Now, there are areas within the sport that seem to be clearly dominated by either full suspension or hardtail. Full-on DH racing on most courses appear to be best accomplished on full suspension rigs. And I see a fairly clear pattern that hardcore dirt jumping bikes are usually hardtails. And while you see exceptions in even these categories, they seem fairly fixed right now as to what's superior. So therein lies the problem in your decision. You say you DH 40% of the time and dirt jump 30% of the time. You're either going to have to get two bikes or make a fairly large compromise in the performance in one of those categories.


----------



## erol/frost (Jan 3, 2004)

You can always trust TNC for quality-posts. You rule man.


----------



## Mojo Troll (Jun 3, 2004)

One things for certain, nothings for certain.

IMO I'd much rather have a high end HT and be able to ride on a daily bases. Rather than a low end FS that I'm constantly on the phone, net, LBS with trying to get front and rear shocks serviced. Downtime isnt fun. HT's are much more maintance friendly.

The old addage is true, "You get what you pay for". If you want a reliable do it all slopestyle, 4X, DJ, with a dash of DH and XC bike be prepared to spend 2-3$ K. If your not willing or able to spend that amount of money, perhaps you should consider a good HT. You should also narrow your priorieties and focus on whats most important (fun) riding.

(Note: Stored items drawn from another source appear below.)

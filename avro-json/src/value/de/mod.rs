//! The value deserializer (components F/H): a [`serde::Deserializer`] that
//! walks an already-parsed [`serde_json::Value`] tree alongside a
//! `(&Schema, SchemaKey)` pair.
//!
//! Because the input is fully self-describing JSON rather than a byte
//! cursor, most `deserialize_*` hints delegate to [`Deserializer::deserialize_any`],
//! which dispatches on the schema node the way [`super::ser::Serializer`]'s
//! `serialize_*` methods dispatch on the host value's shape. A handful of
//! hints — `option`, `tuple` (Duration), `enum` (Enum/Union) — need the
//! schema's help to pick a shape `deserialize_any` alone couldn't infer from
//! the JSON text, so those get dedicated handling.

use serde::de::{self, Deserialize, Visitor};
use serde_json::Value;

use crate::schema::{LogicalType, ObjectDefaultValue, RegularType, Schema, SchemaKey};

use super::allowed_depth::AllowedDepth;
use super::error::DeError;
use super::iso_8859_1_to_bytes;

mod map;
mod seq;
mod union_enum;

use map::{ObjectMapAccess, RecordMapAccess};
use seq::{ArraySeqAccess, DurationSeqAccess, TimeSpanSeqAccess};
use union_enum::{SymbolEnumAccess, UnionEnumAccess};

/// Deserialize `T` from `value`, the Avro JSON encoding of `schema`'s node
/// at `key`. `schema` must outlive `value` (the usual case: the schema is
/// held for the life of the program, values are transient).
pub fn from_value<'s: 'de, 'de, T: Deserialize<'de>>(
	schema: &'s Schema,
	key: SchemaKey,
	value: &'de Value,
) -> Result<T, DeError> {
	tracing::trace!(?key, "deserializing value");
	T::deserialize(Deserializer {
		schema,
		node: key,
		input: value,
		depth: AllowedDepth::default(),
	})
}

/// Deserialize `T` from a JSON string holding `schema`'s node at `key`,
/// parsing it into an owned [`Value`] first. `T` cannot borrow from `json`
/// through this path; use [`from_value`] for zero-copy deserialization from
/// an already-parsed tree.
pub fn from_str<T: de::DeserializeOwned>(schema: &Schema, key: SchemaKey, json: &str) -> Result<T, DeError> {
	tracing::trace!(?key, bytes = json.len(), "deserializing value from JSON text");
	let value: Value = serde_json::from_str(json).map_err(|e| DeError::invalid_encoding(0, e.to_string()))?;
	T::deserialize(Deserializer {
		schema,
		node: key,
		input: &value,
		depth: AllowedDepth::default(),
	})
}

/// Materialize a field or union default value (§4.8's `to_object<T>()`)
/// against the schema node it is attached to.
pub fn default_value_to<T: de::DeserializeOwned>(
	schema: &Schema,
	key: SchemaKey,
	default: &ObjectDefaultValue,
) -> Result<T, DeError> {
	T::deserialize(Deserializer {
		schema,
		node: key,
		input: default.raw(),
		depth: AllowedDepth::default(),
	})
}

#[derive(Clone, Copy)]
pub(crate) struct Deserializer<'de, 's: 'de> {
	pub(crate) schema: &'s Schema,
	pub(crate) node: SchemaKey,
	pub(crate) input: &'de Value,
	pub(crate) depth: AllowedDepth,
}

impl<'de, 's: 'de> Deserializer<'de, 's> {
	fn child(self, node: SchemaKey, input: &'de Value) -> Result<Self, DeError> {
		Ok(Self {
			schema: self.schema,
			node,
			input,
			depth: self.depth.dec()?,
		})
	}

	fn type_(&self) -> &'s RegularType {
		&self.schema[self.node].type_
	}

	fn logical_type(&self) -> Option<&'s LogicalType> {
		self.schema[self.node].logical_type.as_ref()
	}

	fn nullable_union_value_variant(&self) -> Option<SchemaKey> {
		match self.type_() {
			RegularType::Union(u) if u.variants.len() == 2 => {
				let null = u.variants.iter().find(|&&v| matches!(self.schema[v].type_, RegularType::Null));
				let other = u.variants.iter().find(|&&v| !matches!(self.schema[v].type_, RegularType::Null));
				match (null, other) {
					(Some(_), Some(&other)) => Some(other),
					_ => None,
				}
			}
			_ => None,
		}
	}

	fn discriminator(&self, key: SchemaKey) -> String {
		match self.schema[key].type_.as_named() {
			Some(name) => name.fully_qualified_name().to_owned(),
			None => self.schema[key].type_.type_token().to_owned(),
		}
	}

	fn invalid(&self, message: impl Into<String>) -> DeError {
		DeError::invalid_encoding(0, message)
	}

	/// Look up a union's variant by its wire discriminator, for the
	/// `{"<discriminator>": value}` shape of §4.7.
	fn union_variant_by_discriminator(&self, variants: &[SchemaKey], discriminator: &str) -> Option<(usize, SchemaKey)> {
		variants
			.iter()
			.enumerate()
			.find(|&(_, &v)| self.discriminator(v) == discriminator)
			.map(|(i, &v)| (i, v))
	}

	fn decode_bytes_like(&self, s: &str) -> Result<Vec<u8>, DeError> {
		iso_8859_1_to_bytes(s).map_err(|message| self.invalid(message))
	}
}

impl<'de, 's: 'de> de::Deserializer<'de> for Deserializer<'de, 's> {
	type Error = DeError;

	fn deserialize_any<V: Visitor<'de>>(self, visitor: V) -> Result<V::Value, DeError> {
		match (self.type_(), self.logical_type(), self.input) {
			(RegularType::Null, _, Value::Null) => visitor.visit_unit(),
			(RegularType::Boolean, _, Value::Bool(b)) => visitor.visit_bool(*b),
			(RegularType::Int, _, Value::Number(n)) => {
				let v = n.as_i64().ok_or_else(|| self.invalid("expected an integer"))?;
				let v = i32::try_from(v).map_err(|_| self.invalid(format!("{v} does not fit in an Avro `int`")))?;
				visitor.visit_i32(v)
			}
			(RegularType::Long, _, Value::Number(n)) => {
				visitor.visit_i64(n.as_i64().ok_or_else(|| self.invalid("expected a 64-bit integer"))?)
			}
			(RegularType::Float, _, Value::Number(n)) => {
				visitor.visit_f32(n.as_f64().ok_or_else(|| self.invalid("expected a number"))? as f32)
			}
			(RegularType::Double, _, Value::Number(n)) => {
				visitor.visit_f64(n.as_f64().ok_or_else(|| self.invalid("expected a number"))?)
			}
			(RegularType::String, Some(LogicalType::Uuid), Value::String(s)) => {
				let uuid: uuid::Uuid = s
					.parse()
					.map_err(|_| self.invalid(format!("`{s}` is not a canonical UUID string")))?;
				visitor.visit_string(uuid.hyphenated().to_string())
			}
			(RegularType::String, _, Value::String(s)) => visitor.visit_str(s),
			(RegularType::Enum(e), _, Value::String(s)) => {
				if !e.symbols.iter().any(|sym| sym == s) {
					return Err(self.invalid(format!("`{s}` is not a symbol of enum `{}`", e.name)));
				}
				visitor.visit_str(s)
			}
			(RegularType::Bytes, Some(LogicalType::Decimal { scale, .. }), Value::String(s)) => {
				let bytes = self.decode_bytes_like(s)?;
				let decimal = super::unscaled_bytes_to_decimal(&bytes, *scale).map_err(|m| self.invalid(m))?;
				visitor.visit_str(&decimal.to_string())
			}
			(RegularType::Fixed(f), Some(LogicalType::Decimal { scale, .. }), Value::String(s)) => {
				let bytes = self.decode_bytes_like(s)?;
				if bytes.len() != f.size {
					return Err(self.invalid(format!("fixed `{}` expects {} bytes, got {}", f.name, f.size, bytes.len())));
				}
				let decimal = super::unscaled_bytes_to_decimal(&bytes, *scale).map_err(|m| self.invalid(m))?;
				visitor.visit_str(&decimal.to_string())
			}
			(RegularType::Bytes, _, Value::String(s)) => visitor.visit_byte_buf(self.decode_bytes_like(s)?),
			(RegularType::Fixed(f), _, Value::String(s)) => {
				let bytes = self.decode_bytes_like(s)?;
				if bytes.len() != f.size {
					return Err(self.invalid(format!("fixed `{}` expects {} bytes, got {}", f.name, f.size, bytes.len())));
				}
				visitor.visit_byte_buf(bytes)
			}
			(RegularType::Array(a), _, Value::Array(items)) => {
				visitor.visit_seq(ArraySeqAccess::new(self.schema, a.items, self.depth.dec()?, items))
			}
			(RegularType::Map(m), _, Value::Object(obj)) => {
				visitor.visit_map(ObjectMapAccess::new(self.schema, m.values, self.depth.dec()?, obj))
			}
			(RegularType::Record(r), _, Value::Object(obj)) => visitor.visit_map(RecordMapAccess::new(
				self.schema,
				self.node,
				&r.fields,
				self.depth.dec()?,
				obj,
			)),
			(RegularType::Union(u), _, Value::Null) if u.variants.iter().any(|&v| matches!(self.schema[v].type_, RegularType::Null)) => {
				visitor.visit_unit()
			}
			(RegularType::Union(u), _, Value::Object(obj)) => {
				let (discriminator, inner) = obj
					.iter()
					.next()
					.ok_or_else(|| self.invalid("union member object has no entries"))?;
				let (_, variant) = self
					.union_variant_by_discriminator(&u.variants, discriminator)
					.ok_or_else(|| self.invalid("Unknown union member."))?;
				self.child(variant, inner)?.deserialize_any(visitor)
			}
			(schema_type, _, input) => Err(self.invalid(format!(
				"cannot deserialize a `{}` JSON value into a `{}` schema node",
				json_kind(input),
				schema_type.type_token()
			))),
		}
	}

	fn deserialize_option<V: Visitor<'de>>(self, visitor: V) -> Result<V::Value, DeError> {
		match self.nullable_union_value_variant() {
			Some(variant) => match self.input {
				Value::Null => visitor.visit_none(),
				Value::Object(obj) if obj.len() == 1 => {
					let (_, inner) = obj.iter().next().unwrap();
					visitor.visit_some(self.child(variant, inner)?)
				}
				_ => Err(self.invalid("expected `null` or a single-entry union object")),
			},
			None => match self.input {
				Value::Null if matches!(self.type_(), RegularType::Null) => visitor.visit_none(),
				_ => visitor.visit_some(self),
			},
		}
	}

	fn deserialize_tuple<V: Visitor<'de>>(self, len: usize, visitor: V) -> Result<V::Value, DeError> {
		if (len == 3 || len == 2) && self.logical_type() == Some(&LogicalType::Duration) {
			let Value::String(s) = self.input else {
				return Err(self.invalid("expected a duration-encoded string"));
			};
			let bytes = self.decode_bytes_like(s)?;
			if bytes.len() != 12 {
				return Err(self.invalid(format!("duration expects 12 bytes, got {}", bytes.len())));
			}
			if len == 3 {
				return visitor.visit_seq(DurationSeqAccess::new(&bytes));
			}
			// `len == 2`: the host only wants (days, millis) — a lossy
			// time-span view that cannot represent a nonzero `months`.
			let months = u32::from_le_bytes(bytes[0..4].try_into().unwrap());
			if months != 0 {
				return Err(DeError::duration_months_overflow());
			}
			let days = u32::from_le_bytes(bytes[4..8].try_into().unwrap());
			let millis = u32::from_le_bytes(bytes[8..12].try_into().unwrap());
			return visitor.visit_seq(TimeSpanSeqAccess::new(days, millis));
		}
		self.deserialize_seq(visitor)
	}

	fn deserialize_tuple_struct<V: Visitor<'de>>(
		self,
		_name: &'static str,
		len: usize,
		visitor: V,
	) -> Result<V::Value, DeError> {
		self.deserialize_tuple(len, visitor)
	}

	fn deserialize_enum<V: Visitor<'de>>(
		self,
		_name: &'static str,
		_variants: &'static [&'static str],
		visitor: V,
	) -> Result<V::Value, DeError> {
		match self.type_() {
			RegularType::Enum(e) => {
				let Value::String(s) = self.input else {
					return Err(self.invalid("expected an enum symbol string"));
				};
				if !e.symbols.iter().any(|sym| sym == s) {
					return Err(self.invalid(format!("`{s}` is not a symbol of enum `{}`", e.name)));
				}
				visitor.visit_enum(SymbolEnumAccess::new(s))
			}
			RegularType::Union(u) => match self.input {
				Value::Null => {
					let (index, _) = u
						.variants
						.iter()
						.enumerate()
						.find(|&(_, &v)| matches!(self.schema[v].type_, RegularType::Null))
						.ok_or_else(|| self.invalid("union has no `null` member"))?;
					visitor.visit_enum(UnionEnumAccess::new(self, index, None))
				}
				Value::Object(obj) if obj.len() == 1 => {
					let (discriminator, inner) = obj.iter().next().unwrap();
					let (index, variant) = self
						.union_variant_by_discriminator(&u.variants, discriminator)
						.ok_or_else(|| self.invalid("Unknown union member."))?;
					visitor.visit_enum(UnionEnumAccess::new(self.child(variant, inner)?, index, Some(inner)))
				}
				_ => Err(self.invalid("expected `null` or a single-entry union object")),
			},
			other => Err(self.invalid(format!("cannot deserialize a `{}` schema node as an enum", other.type_token()))),
		}
	}

	fn deserialize_struct<V: Visitor<'de>>(
		self,
		_name: &'static str,
		_fields: &'static [&'static str],
		visitor: V,
	) -> Result<V::Value, DeError> {
		match self.type_() {
			RegularType::Record(r) => {
				let Value::Object(obj) = self.input else {
					return Err(self.invalid("expected a JSON object for a record"));
				};
				visitor.visit_map(RecordMapAccess::new(self.schema, self.node, &r.fields, self.depth.dec()?, obj))
			}
			_ => self.deserialize_any(visitor),
		}
	}

	fn deserialize_newtype_struct<V: Visitor<'de>>(self, _name: &'static str, visitor: V) -> Result<V::Value, DeError> {
		visitor.visit_newtype_struct(self)
	}

	fn deserialize_ignored_any<V: Visitor<'de>>(self, visitor: V) -> Result<V::Value, DeError> {
		self.deserialize_any(visitor)
	}

	serde::forward_to_deserialize_any! {
		bool i8 i16 i32 i64 i128 u8 u16 u32 u64 u128 f32 f64 char str string
		bytes byte_buf unit unit_struct seq map identifier
	}
}

fn json_kind(v: &Value) -> &'static str {
	match v {
		Value::Null => "null",
		Value::Bool(_) => "bool",
		Value::Number(_) => "number",
		Value::String(_) => "string",
		Value::Array(_) => "array",
		Value::Object(_) => "object",
	}
}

You can easily build up a sweet custom HT. The money you save versues a FS frame can be put towards upgraded brakes, front shock, wheelset, or even better yet, a vacation to a riding destination.


----------



## MaddSquirrel (Aug 5, 2005)

How about a short travel bike like the Transition Preston FR or Transition Bottlerocket. I think they would fit your needs. Also how about the specialized slopestyle bikes. Right now Transition is closing out their 06 Preston FR frames for 700 with a manitou swinger x4 rear shock. That is a good deal on a frame that would fit your needs. Just google Transition Bikes and click on the store link. All they have are smalls or larges


----------



## Fillmoe Slim (Oct 23, 2005)

Here was my solution to the question you have asked. Over the last year it really has lived up and exceeded my expectations as a do it all bike. I didn't want to nor could I afford to have a large travel bike and a hardtail at the same time so I bought the Preston and it has taken everything I have thrown at it from Mammoth DH's to local urban and DJ's.


----------



## xray (May 5, 2005)

Fillmoe Slim said:


> Here was my solution to the question you have asked. Over the last year it really has lived up and exceeded my expectations as a do it all bike. I didn't want to nor could I afford to have a large travel bike and a hardtail at the same time so I bought the Preston and it has taken everything I have thrown at it from Mammoth DH's to local urban and DJ's.


Transition should be using that picture on their site. It looks far better than any of their pictures, it just makes me want to buy that bike. :thumbsup:


----------



## overcome.101 (Oct 22, 2006)

I second the Transition Preston recommendation...but im sorta bias...and 7 months with this thing give me reason to be.:thumbsup:


----------



## freerider33 (Nov 14, 2005)

FS all the way...
I'm 34 & can't take the bombardment of any hardtail...I have a Yeti ASX with a Boxxer WC for everything.
But i remember downhilling a hardtail back in 1998.


----------



## Mike H. (Aug 28, 2006)

with dh and tech single track making up 70% of your riding, I'd go for a rugged FS bike.
i rode HT race bikes for over 20 years, and they are awesome on the right terrain, but my skills, speed, and confidence have soared since the move to a FS bike... I'm finding my self riding my Rocky Switch for every thing except smooth x/c trails these days, as well, I'm going on 39 and simply grew tired of the beating a HT delivers on rough natural trails.


----------